11a. Napas Sungai

305 73 8
                                    


Riwut Harusan masih berdiri tegak di antara kerumunan penghuni betang. Sosoknya terlihat berwibawa dan cerdas. Namanya diambil dari fenomena alam yang ditemukan di Kalimantan, yaitu napas sungai. Riwut harusan atau riung adalah bunyi mirip alat musik dari dalam sungai. Nyanyian alam itu terbentuk saat arus air tawar dari sungai bertemu dengan air asin dari laut. Gesekan dan perpecahan kedua aliran itu menimbulkan bunyi seperti suara harpa.

Gesekan yang menghasilkan nyanyian. Barangkali itulah doa kedua orang tua Riwut saat memberikan nama itu, yaitu agar anaknya kelak dapat memanfaatkan gesekan kehidupan menjadi pencapaian yang indah, nyanyian kehidupan.

Riwut belum berhenti mengamati Urai yang melangkah takut-takut di belakang Deka.
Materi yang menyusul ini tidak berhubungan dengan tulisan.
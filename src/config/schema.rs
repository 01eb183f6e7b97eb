//! Configuration schema definitions.
//!
//! Both binaries read an optional TOML file; every field has a default so an
//! absent or partial file is fine. Stage timeouts are deliberately absent:
//! they are fixed constants in [`crate::resilience::timeouts`].

use serde::{Deserialize, Serialize};

/// Default upstream exchange-rate endpoint.
pub const DEFAULT_UPSTREAM_URL: &str = "https://economia.awesomeapi.com.br/json/last/USD-BRL";

/// Root configuration for the rate server.
#[derive(Debug, Clone, Deserialize, Serialize, Default)]
#[serde(default)]
pub struct ServerConfig {
    /// Listener configuration (bind address).
    pub listener: ListenerConfig,

    /// Upstream rate provider.
    pub upstream: UpstreamConfig,

    /// Rate persistence.
    pub storage: StorageConfig,

    /// Observability settings.
    pub observability: ObservabilityConfig,
}

/// Root configuration for the rate client.
#[derive(Debug, Clone, Deserialize, Serialize)]
#[serde(default)]
pub struct ClientConfig {
    /// Full URL of the server's quote endpoint.
    pub server_url: String,

    /// File the bid is written to.
    pub artifact_path: String,

    /// Observability settings.
    pub observability: ObservabilityConfig,
}

impl Default for ClientConfig {
    fn default() -> Self {
        Self {
            server_url: "http://localhost:8080/cotacao".to_string(),
            artifact_path: "cotacao.txt".to_string(),
            observability: ObservabilityConfig::default(),
        }
    }
}

/// Listener configuration.
#[derive(Debug, Clone, Deserialize, Serialize)]
#[serde(default)]
pub struct ListenerConfig {
    /// Bind address (e.g., "0.0.0.0:8080").
    pub bind_address: String,
}

impl Default for ListenerConfig {
    fn default() -> Self {
        Self {
            bind_address: "0.0.0.0:8080".to_string(),
        }
    }
}

/// Upstream provider configuration.
#[derive(Debug, Clone, Deserialize, Serialize)]
#[serde(default)]
pub struct UpstreamConfig {
    /// URL returning `{"USDBRL": {...}}`.
    pub url: String,
}

impl Default for UpstreamConfig {
    fn default() -> Self {
        Self {
            url: DEFAULT_UPSTREAM_URL.to_string(),
        }
    }
}

/// Storage configuration.
#[derive(Debug, Clone, Deserialize, Serialize)]
#[serde(default)]
pub struct StorageConfig {
    /// SQLite connection URL.
    pub database_url: String,
}

impl Default for StorageConfig {
    fn default() -> Self {
        Self {
            database_url: "sqlite://exchange_rates.db".to_string(),
        }
    }
}

/// Observability configuration.
#[derive(Debug, Clone, Deserialize, Serialize)]
#[serde(default)]
pub struct ObservabilityConfig {
    /// Log level (trace, debug, info, warn, error).
    pub log_level: String,

    /// Enable metrics endpoint.
    pub metrics_enabled: bool,

    /// Metrics endpoint bind address.
    pub metrics_address: String,
}

impl Default for ObservabilityConfig {
    fn default() -> Self {
        Self {
            log_level: "info".to_string(),
            metrics_enabled: false,
            metrics_address: "0.0.0.0:9090".to_string(),
        }
    }
}
//! Shutdown coordination for the rate server.

use std::sync::atomic::{AtomicBool, Ordering};
use tokio::sync::broadcast;

/// Coordinator for graceful shutdown.
///
/// Long-running tasks subscribe to the broadcast channel; request handlers
/// poll [`Shutdown::is_triggered`] to treat their inbound context as done.
pub struct Shutdown {
    /// Broadcast channel sender.
    tx: broadcast::Sender<()>,
    triggered: AtomicBool,
}

impl Shutdown {
    /// Create a new shutdown coordinator.
    pub fn new() -> Self {
        let (tx, _) = broadcast::channel(1);
        Self {
            tx,
            triggered: AtomicBool::new(false),
        }
    }

    /// Subscribe to the shutdown signal.
    pub fn subscribe(&self) -> broadcast::Receiver<()> {
        self.tx.subscribe()
    }

    /// Trigger the shutdown signal.
    pub fn trigger(&self) {
        self.triggered.store(true, Ordering::SeqCst);
        let _ = self.tx.send(());
    }

    /// Whether shutdown has been triggered.
    pub fn is_triggered(&self) -> bool {
        self.triggered.load(Ordering::SeqCst)
    }
}

impl Default for Shutdown {
    fn default() -> Self {
        Self::new()
    }
}

/// Wait for Ctrl+C, then trigger `shutdown`.
pub async fn trigger_on_ctrl_c(shutdown: &Shutdown) {
    if let Err(e) = tokio::signal::ctrl_c().await {
        tracing::error!(error = %e, "Failed to install Ctrl+C handler");
        return;
    }
    tracing::info!("Shutdown signal received");
    shutdown.trigger();
}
Momen yang hanya beberapa detik itu mendadak memanjang, seperti dibekukan oleh zaman. Wajah bulat telur dengan bibir menguncup kemerahan itu tahu-tahu telah merembes ke relung kalbu dan memenuhi ruang di sana.

Urai pun merasakan hal yang sama. Setiap gerak tubuhnya dirasakan dengan detail, seperti rekaman video berkualitas tinggi yang diputar dalam mode gerak lambat. Anehnya, setelah berpapasan di lanting dan kemudian sempat berbicara di teras dapur tadi, ia merasa pemuda itu bukan orang asing.

Sore tadi sepulang dari sungai, ia disuruh membantu para wanita di teras dapur. Mereka telah membersihkan ikan tangkapan dan kini merendamnya dalam bubuk garam. Esok, ikan-ikan itu akan dijemur sampai kering agar awet disimpan.

Tahu-tahu, Riwut mendatangi kerumunan ibu-ibu dan anak-anak itu sambil membawa kaleng berisi kue kering dari sagu. Oleh-oleh dari kota itu segera disambut anak-anak dan para wanita.

Urai hanya mengamati dari sudut teras dan tidak berharap mendapat jatah. Ternyata Riwut datang menghampiri, lalu perlahan berjongkok di depannya. Dengan posisi lengan kiri bertumpu kaki kiri, otot-otot Riwut terlihat bergulung sehat. Pemuda itu mengulurkan sepotong kue sagu. Wajahnya terlihat santai sehingga Urai tidak ragu menerima pemberiannya.

Urai mengamati sejenak kue yang berwarna keputihan dan berbentuk bundar. Ada cetakan motif huruf Cina di salah satu sisinya. Saat digigit, ternyata tekstur dan rasanya tak jauh berbeda dari kue sagu zaman sekarang.

"Terima kasih," ucap Urai. Ia tidak berani berlama-lama menatap Riwut dan segera menunduk. Ia tahu pemuda itu menelisiknya dari ujung kepala hingga ujung kaki sehingga sempat terbesit pikiran akan diperlakukan dengan kasar. Atau jangan-jangan akan dipaksa untuk melayaninya nanti malam.

"Siapa namamu?" tanya Riwut setelah puas mengamati gadis aneh di depannya. Suaranya terdengar ramah. Perilakunya juga tenang, tidak seperti pemuda yang mengganggu Urai di gubuk tadi siang.

Urai memberanikan diri mendongak dan menemukan sepasang manik mata berwarna cokelat tua. Ia baru sadar bahwa mata Riwut sangat indah. "Urai," jawabnya lirih setelah menelan potongan kuenya.

"Urai siapa?"

"Bungas. Urai Bungas."

"Hm, Bungas? Kamu memang bungas." Riwut tersenyum. Sederet gigi yang rapi terlihat di balik bibir yang kemerahan. (cantik)

Urai tertegun. Mendadak ketakutannya terhadap Riwut lenyap dan keberaniannya timbul. "Kamu siapa?"

"Aku Riwut. Riwut Harusan. Anak Deong, pemimpin betang ini."

Urai paham sekarang mengapa Riwut terlihat istimewa. Selain wajahnya memang tampan—sedikit saja kalah dari Deka—ia juga dihormati penghuni lain. "Riwut harusan itu napas sungai atau riung. Benar?"

"Benar! Adikku diberi nama Riung. Rupanya bapaku sangat menyukai napas sungai. Kamu pernah mendengarnya?"

Urai menggeleng. "Aku banyak di daratan."

"Mau aku ajak ke tempat yang ada riungnya?"

Mata Urai kontan melebar. "Kalian akan membebaskan kami?" pintanya penuh harap.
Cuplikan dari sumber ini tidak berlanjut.